-- About this task --
Filter the entries for the word "font". Copy each line that has it.

━━━━━ Input records

//! Pipe table conversion.

use regex::{Captures, Regex};
use std::sync::OnceLock;

/// Converts pipe tables in `text` to HTML tables.
///
/// A table is a `|...|` header row, a separator row made of dashes, colons,
/// pipes and blanks, and at least one `|...|` data row. Candidates with fewer
/// than three non-empty lines are left as they are. A line break that ended
/// the last data row is kept after the table.
///
/// # Arguments
///
/// * `text`: Working text from earlier render stages
///
/// # Returns
///
/// Text with every recognised table replaced by `<table>` markup
pub(crate) fn convert_tables(text: &str) -> String {
    static TABLE: OnceLock<Regex> = OnceLock::new();
    let table = TABLE.get_or_init(|| {
        Regex::new(r"(?mR)^\|.+\|\r?\n\|[ \t:|-]+\|\r?\n(?:\|.+\|(?:\r?\n)?)+")
            .expect("valid table pattern")
    });

    table
        .replace_all(text, |caps: &Captures| {
            let block = &caps[0];
            match table_html(block) {
                Some(mut html) => {
                    if block.ends_with("\r\n") {
                        html.push_str("\r\n");
                    } else if block.ends_with('\n') {
                        html.push('\n');
                    }
                    html
                }
                None => block.to_string(),
            }
        })
        .into_owned()
}

fn table_html(block: &str) -> Option<String> {
    let rows: Vec<&str> = block
        .split('\n')
        .map(|row| row.trim_end_matches('\r'))
        .filter(|row| !row.trim().is_empty())
        .collect();

    // Header, separator and at least one data row
    if rows.len() < 3 {
        return None;
    }

    let mut html = String::from("<table class=\"markdown-table\"><thead><tr>");
    for cell in rows[0].split('|').map(str::trim).filter(|c| !c.is_empty()) {
        html.push_str("<th>");
        html.push_str(cell);
        html.push_str("</th>");
    }
    html.push_str("</tr></thead><tbody>");

    for row in rows[2..].iter().filter(|row| row.contains('|')) {
        html.push_str("<tr>");
        for cell in row.split('|').filter(|c| !c.is_empty()) {
            html.push_str("<td>");
            html.push_str(cell.trim());
            html.push_str("</td>");
        }
        html.push_str("</tr>");
    }
    html.push_str("</tbody></table>");

    Some(html)
}
//! Utility functions for redlines

use std::time::{SystemTime, UNIX_EPOCH};

/// Escapes HTML special characters.
///
/// Replaces `&`, `<`, `>`, `"` and `'` with entities in a single pass.
///
/// # Arguments
///
/// * `text`: Plain text to escape
///
/// # Returns
///
/// HTML safe string
pub fn escape_html(text: &str) -> String {
    let mut escaped = String::with_capacity(text.len());
    for ch in text.chars() {
        match ch {
            '&' => escaped.push_str("&amp;"),
            '<' => escaped.push_str("&lt;"),
            '>' => escaped.push_str("&gt;"),
            '"' => escaped.push_str("&quot;"),
            '\'' => escaped.push_str("&#039;"),
            _ => escaped.push(ch),
        }
    }
    escaped
}

/// Reverses [`escape_html`].
///
/// Ampersands are decoded last so `&amp;lt;` yields `&lt;` and not `<`.
pub fn unescape_html(html: &str) -> String {
    html.replace("&lt;", "<")
        .replace("&gt;", ">")
        .replace("&quot;", "\"")
        .replace("&#039;", "'")
        .replace("&#39;", "'")
        .replace("&amp;", "&")
}

/// Formats Unix timestamp as UTC date and time.
///
/// Produces `YYYY-MM-DD HH:MM:SS UTC`. Negative timestamps are dates before
/// the epoch.
///
/// # Arguments
///
/// * `seconds`: Unix timestamp in seconds since epoch
///
/// # Returns
///
/// Formatted date string
pub fn format_timestamp(seconds: i64) -> String {
    let days = seconds.div_euclid(86_400);
    let secs_of_day = seconds.rem_euclid(86_400);
    let (year, month, day) = civil_from_days(days);

    format!(
        "{:04}-{:02}-{:02} {:02}:{:02}:{:02} UTC",
        year,
        month,
        day,
        secs_of_day / 3600,
        (secs_of_day % 3600) / 60,
        secs_of_day % 60
    )
}

/// Formats the current system time with [`format_timestamp`].
///
/// Clock readings before the epoch are reported as the epoch itself.
pub fn format_now() -> String {
    let seconds = SystemTime::now()
        .duration_since(UNIX_EPOCH)
        .map(|d| d.as_secs() as i64)
        .unwrap_or(0);
    format_timestamp(seconds)
}

/// Converts days since 1970-01-01 into a proleptic Gregorian date.
fn civil_from_days(days: i64) -> (i64, u32, u32) {
    let z = days + 719_468;
    let era = z.div_euclid(146_097);
    let doe = z.rem_euclid(146_097);
    let yoe = (doe - doe / 1460 + doe / 36_524 - doe / 146_096) / 365;
    let doy = doe - (365 * yoe + yoe / 4 - yoe / 100);
    let mp = (5 * doy + 2) / 153;
    let day = (doy - (153 * mp + 2) / 5 + 1) as u32;
    let month = (if mp < 10 { mp + 3 } else { mp - 9 }) as u32;
    let year = yoe + era * 400 + i64::from(month <= 2);

    (year, month, day)
}
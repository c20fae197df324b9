//! Report generation from selected notes.

use anyhow::{Context, Result, bail};
use clap::ValueEnum;
use maud::{DOCTYPE, Markup, PreEscaped, html};

use crate::markdown::{MarkdownRenderer, NoNotes};
use crate::notes::{Node, NoteStore};

/// Title used when none is given.
pub const DEFAULT_TITLE: &str = "Security Report";

const REPORT_CSS: &str = "\
body { font-family: Arial, sans-serif; line-height: 1.6; max-width: 900px; margin: 0 auto; padding: 20px; }
h1, h2, h3 { color: #333; }
pre { background-color: #f5f5f5; padding: 10px; overflow: auto; }
code { font-family: monospace; }
img { max-width: 100%; height: auto; }
table { border-collapse: collapse; width: 100%; }
th, td { border: 1px solid #ddd; padding: 8px; }
th { background-color: #f2f2f2; }
";

/// Output format of a report.
#[derive(Debug, Clone, Copy, Default, PartialEq, Eq, ValueEnum)]
pub enum ReportFormat {
    /// Markdown document with raw note content
    #[default]
    Markdown,
    /// Standalone HTML document with rendered note content
    Html,
}

impl ReportFormat {
    /// File extension without the dot.
    pub fn extension(self) -> &'static str {
        match self {
            ReportFormat::Markdown => "md",
            ReportFormat::Html => "html",
        }
    }
}

/// Report settings.
#[derive(Debug, Clone)]
pub struct ReportOptions {
    pub title: String,
    pub format: ReportFormat,
    /// Timestamp text shown in the "Generated on" line
    pub generated_on: String,
}

impl Default for ReportOptions {
    fn default() -> Self {
        Self {
            title: DEFAULT_TITLE.to_string(),
            format: ReportFormat::default(),
            generated_on: crate::util::format_now(),
        }
    }
}

/// Builds a report over notes of a store.
///
/// Notes appear in the order their ids are given. HTML reports render note
/// content with `renderer`; note links are reduced to their display text since
/// the report leaves the note store behind.
pub struct ReportGenerator<'a> {
    store: &'a NoteStore,
    renderer: &'a MarkdownRenderer,
}

impl<'a> ReportGenerator<'a> {
    /// Creates generator over `store`.
    pub fn new(store: &'a NoteStore, renderer: &'a MarkdownRenderer) -> Self {
        Self { store, renderer }
    }

    /// Generates the report document.
    ///
    /// # Arguments
    ///
    /// * `note_ids`: Selected note ids, in report order
    /// * `options`: Title, format and timestamp
    ///
    /// # Returns
    ///
    /// Complete report text. Ids not found in the store, and folder ids, are
    /// skipped.
    ///
    /// # Errors
    ///
    /// Returns error if no ids are selected or note rendering fails
    pub fn generate<S: AsRef<str>>(&self, note_ids: &[S], options: &ReportOptions) -> Result<String> {
        if note_ids.is_empty() {
            bail!("Please select at least one note");
        }

        let notes: Vec<&Node> = note_ids
            .iter()
            .filter_map(|id| self.store.find_by_id(id.as_ref()))
            .filter(|node| node.is_note())
            .collect();

        match options.format {
            ReportFormat::Markdown => Ok(self.markdown(&notes, options)),
            ReportFormat::Html => self.html(&notes, options).map(|doc| doc.into_string()),
        }
    }

    fn markdown(&self, notes: &[&Node], options: &ReportOptions) -> String {
        let mut report = format!(
            "# {}\n\n*Generated on {}*\n\n---\n\n",
            options.title, options.generated_on
        );

        for note in notes {
            report.push_str(&format!("## {}\n\n", note.title));
            report.push_str(&format!("*Path: {}*\n\n", self.path(note)));

            let tags = self.store.tag_names(note);
            if !tags.is_empty() {
                report.push_str(&format!("Tags: {}\n\n", tags.join(", ")));
            }

            report.push_str(note.content());
            report.push_str("\n\n---\n\n");
        }

        report
    }

    fn html(&self, notes: &[&Node], options: &ReportOptions) -> Result<Markup> {
        let mut sections = Vec::with_capacity(notes.len());
        for note in notes {
            let body = self
                .renderer
                .render_with_links(note.content(), NoNotes)
                .with_context(|| format!("Failed to render note: {}", note.id))?;
            sections.push((*note, self.path(note), self.store.tag_names(note), body));
        }

        let highlight_css = match self.renderer.highlighter() {
            Some(highlighter) => Some(highlighter.stylesheet()?),
            None => None,
        };

        Ok(html! {
            (DOCTYPE)
            html lang="en" {
                head {
                    meta charset="UTF-8";
                    meta name="viewport" content="width=device-width, initial-scale=1.0";
                    title { (options.title) }
                    style { (PreEscaped(REPORT_CSS)) }
                    @if let Some(css) = &highlight_css {
                        style { (PreEscaped(css)) }
                    }
                }
                body {
                    h1 { (options.title) }
                    p { em { "Generated on " (options.generated_on) } }
                    hr;
                    @for (note, path, tags, body) in &sections {
                        h2 { (note.title) }
                        p { em { "Path: " (path) } }
                        @if !tags.is_empty() {
                            p { "Tags: " (tags.join(", ")) }
                        }
                        (PreEscaped(body))
                        hr;
                    }
                }
            }
        })
    }

    fn path(&self, note: &Node) -> String {
        self.store
            .note_path(&note.id)
            .unwrap_or_else(|| note.title.clone())
    }
}

/// Download file name for a report.
///
/// Every character outside `[A-Za-z0-9]` becomes `_`, the rest is
/// lowercased.
///
/// # Examples
///
/// ```
/// use redlines::{ReportFormat, report_file_name};
///
/// assert_eq!(report_file_name("Web App Pentest", ReportFormat::Html), "web_app_pentest.html");
/// ```
pub fn report_file_name(title: &str, format: ReportFormat) -> String {
    let stem: String = title
        .chars()
        .map(|c| {
            if c.is_ascii_alphanumeric() {
                c.to_ascii_lowercase()
            } else {
                '_'
            }
        })
        .collect();

    format!("{}.{}", stem, format.extension())
}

━━━━━━━━━━

-- Answer to the exercise --
body { font-family: Arial, sans-serif; line-height: 1.6; max-width: 900px; margin: 0 auto; padding: 20px; }
code { font-family: monospace; }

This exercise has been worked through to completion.